🤖 AI Summary
This work addresses the challenge of balancing accuracy and efficiency in 3D medical image segmentation across multi-anatomical structures and multimodal scenarios. The authors propose GCNV-Net, which introduces a novel tri-directional dynamic non-empty voxel Transformer (3DNVT) to model 3D spatial dependencies. It further incorporates geometric cross-attention (GCA) to explicitly fuse geometric positional information for effective multi-scale feature integration and adopts a non-empty voxelization strategy that processes only information-dense regions, substantially reducing computational redundancy.
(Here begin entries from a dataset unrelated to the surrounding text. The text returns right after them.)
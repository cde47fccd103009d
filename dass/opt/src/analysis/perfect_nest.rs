//! Perfectly nested loop pairs: nothing but loop bookkeeping runs between the
//! outer loop and the inner one, so the pair can be scheduled as one unit.
use super::induction::InductionVariable;
use dass_ir::{self as ir, BlockIdx, InstIdx, LoopIdx, LoopNest, Opcode};
use itertools::Itertools;
use std::collections::HashSet;

fn unique_successor(func: &ir::Function, bb: BlockIdx) -> Option<BlockIdx> {
    func.successors(bb).into_iter().unique().exactly_one().ok()
}

fn unique_predecessor(func: &ir::Function, bb: BlockIdx) -> Option<BlockIdx> {
    func.predecessors(bb).into_iter().exactly_one().ok()
}

/// A block holding nothing but its terminator.
fn is_empty_block(func: &ir::Function, bb: BlockIdx) -> bool {
    func.block(bb).insts.len() == 1
}

/// Follow the chain of empty blocks starting after `from`. Returns `end` if
/// the chain reaches it, otherwise the last block of the chain.
fn skip_empty_blocks_until(
    func: &ir::Function,
    from: BlockIdx,
    end: BlockIdx,
    check_unique_pred: bool,
) -> BlockIdx {
    if from == end {
        return from;
    }
    let Some(mut bb) = unique_successor(func, from) else {
        return from;
    };
    let mut last = from;
    let mut visited = HashSet::new();
    while bb != end
        && is_empty_block(func, bb)
        && visited.insert(bb)
        && (!check_unique_pred || unique_predecessor(func, bb).is_some())
    {
        last = bb;
        match unique_successor(func, bb) {
            Some(next) => bb = next,
            None => return last,
        }
    }
    if bb == end { end } else { last }
}

/// The block whose conditional branch skips the rotated loop `l` entirely:
/// one side enters the preheader, the other lands right after the loop.
pub fn loop_guard_block(
    func: &ir::Function,
    nest: &LoopNest,
    l: LoopIdx,
) -> Option<BlockIdx> {
    if !nest.is_simplify_form(l) || !nest.is_rotated(l) {
        return None;
    }
    let preheader = nest.preheader(l)?;
    let exit = nest.unique_exit_block(l)?;
    let guard = unique_predecessor(func, preheader)?;
    let Opcode::CondBr { then_bb, else_bb } = func.inst(func.terminator(guard)?).op
    else {
        return None;
    };
    let other = if then_bb == preheader { else_bb } else { then_bb };
    (skip_empty_blocks_until(func, exit, other, true) == other).then_some(guard)
}

fn check_loops_structure(
    func: &ir::Function,
    nest: &LoopNest,
    outer: LoopIdx,
    inner: LoopIdx,
) -> bool {
    if nest.get(outer).children != [inner] || nest.get(inner).parent != Some(outer)
    {
        return false;
    }
    if !nest.is_simplify_form(outer) || !nest.is_simplify_form(inner) {
        return false;
    }
    if !nest.is_rotated(outer) || !nest.is_rotated(inner) {
        return false;
    }
    let (Some(outer_latch), Some(inner_preheader), Some(inner_exit)) = (
        nest.latch(outer),
        nest.preheader(inner),
        nest.exit_block(inner),
    ) else {
        return false;
    };
    let outer_header = nest.get(outer).header;

    let exit_has_lcssa_phi = func
        .phis(inner_exit)
        .any(|phi| func.inst(phi).operands.len() == 1);
    let is_extra_phi_block = |bb: BlockIdx| {
        let insts = &func.block(bb).insts;
        insts.len() == func.phis(bb).count() + 1
            && func.phis(bb).all(|phi| {
                func.inst(phi)
                    .incoming()
                    .all(|(from, _)| from == inner_exit || from == outer_header)
            })
    };

    let mut extra_phi_block = None;
    if outer_header != inner_preheader {
        let single =
            skip_empty_blocks_until(func, outer_header, inner_preheader, false);
        if single != inner_preheader {
            if loop_guard_block(func, nest, inner) != Some(single) {
                return false;
            }
            for succ in func.successors(single) {
                let (mut to_preheader, mut to_latch) = (succ, succ);
                if is_empty_block(func, succ) {
                    to_preheader =
                        skip_empty_blocks_until(func, succ, inner_preheader, false);
                    to_latch =
                        skip_empty_blocks_until(func, succ, outer_latch, false);
                }
                if to_preheader == inner_preheader || to_latch == outer_latch {
                    continue;
                }
                if exit_has_lcssa_phi
                    && is_extra_phi_block(succ)
                    && func.successors(succ).as_slice() == [outer_latch]
                {
                    extra_phi_block = Some(succ);
                    continue;
                }
                return false;
            }
        }
    }

    let reaches_extra_phi = extra_phi_block.is_some_and(|bb| {
        skip_empty_blocks_until(func, inner_exit, bb, false) == bb
    });
    reaches_extra_phi
        || skip_empty_blocks_until(func, inner_exit, outer_latch, false)
            == outer_latch
}

/// `outer` has a constant-bounded induction variable, `inner` is its only
/// child, and the code around `inner` is limited to loop control.
pub fn are_perfectly_nested(
    func: &ir::Function,
    nest: &LoopNest,
    outer: LoopIdx,
    inner: LoopIdx,
) -> bool {
    let Some(iv) = InductionVariable::find(func, nest, outer) else {
        return false;
    };
    if !check_loops_structure(func, nest, outer, inner) {
        return false;
    }
    let guard_cmp: Option<InstIdx> = loop_guard_block(func, nest, inner)
        .and_then(|g| func.terminator(g))
        .and_then(|t| func.inst(t).operands.first()?.as_inst())
        .filter(|c| func.inst(*c).is_cmp());

    let only_safe = |bb: BlockIdx| {
        func.block(bb).insts.iter().all(|i| {
            let inst = func.inst(*i);
            let allowed = inst.op.is_speculatable(&inst.operands)
                || inst.is_phi()
                || matches!(inst.op, Opcode::Br { .. } | Opcode::CondBr { .. });
            if !allowed {
                return false;
            }
            let stray_binary = inst.bin_op().is_some() && *i != iv.step_inst;
            let stray_cmp =
                inst.is_cmp() && *i != iv.cmp && Some(*i) != guard_cmp;
            !stray_binary && !stray_cmp
        })
    };

    let outer_header = nest.get(outer).header;
    let (Some(outer_latch), Some(inner_preheader), Some(inner_exit)) = (
        nest.latch(outer),
        nest.preheader(inner),
        nest.exit_block(inner),
    ) else {
        return false;
    };
    only_safe(outer_header)
        && only_safe(outer_latch)
        && (inner_preheader == outer_header || only_safe(inner_preheader))
        && only_safe(inner_exit)
}

/// Climb from `l` towards the root while each parent forms a perfect nest
/// with the loop below it.
pub fn outermost_perfect_loop(
    func: &ir::Function,
    nest: &LoopNest,
    mut l: LoopIdx,
) -> LoopIdx {
    while let Some(parent) = nest.get(l).parent {
        if !are_perfectly_nested(func, nest, parent, l) {
            break;
        }
        log::debug!(
            "`{}': loop at `{}' is perfectly nested in `{}'",
            func.name,
            func.block(nest.get(l).header).name,
            func.block(nest.get(parent).header).name
        );
        l = parent;
    }
    l
}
Evaluated on five benchmarks including BraTS2021, GCNV-Net achieves state-of-the-art performance, improving Dice, IoU, and NSD by 0.65%, 0.63%, and 1%, respectively, while decreasing HD95 by 14.5%. Moreover, it reduces FLOPs by 56.13% and inference latency by 68.49%.
📝 Abstract
Accurate segmentation of 3D medical scans is crucial for clinical diagnostics and treatment planning, yet existing methods often fail to achieve both high accuracy and computational efficiency across diverse anatomies and imaging modalities. To address these challenges, we propose GCNV-Net, a novel 3D medical segmentation framework that integrates a Tri-directional Dynamic Nonvoid Voxel Transformer (3DNVT), a Geometrical Cross-Attention module (GCA), and Nonvoid Voxelization. The 3DNVT dynamically partitions relevant voxels along the three orthogonal anatomical planes, namely the transverse, sagittal, and coronal planes, enabling effective modeling of complex 3D spatial dependencies. The GCA mechanism explicitly incorporates geometric positional information during multi-scale feature fusion, significantly enhancing fine-grained anatomical segmentation accuracy. Meanwhile, Nonvoid Voxelization processes only informative regions, greatly reducing redundant computation without compromising segmentation quality, and achieves a 56.13% reduction in FLOPs and a 68.49% reduction in inference latency compared to conventional voxelization. We evaluate GCNV-Net on multiple widely used benchmarks: BraTS2021, ACDC, MSD Prostate, MSD Pancreas, and AMOS2022. Our method achieves state-of-the-art segmentation performance across all datasets, outperforming the best existing methods by 0.65% on Dice, 0.63% on IoU, 1% on NSD, and relatively 14.5% on HD95. All results demonstrate that GCNV-Net effectively balances accuracy and efficiency, and its robustness across diverse organs, disease conditions, and imaging modalities highlights strong potential for clinical deployment.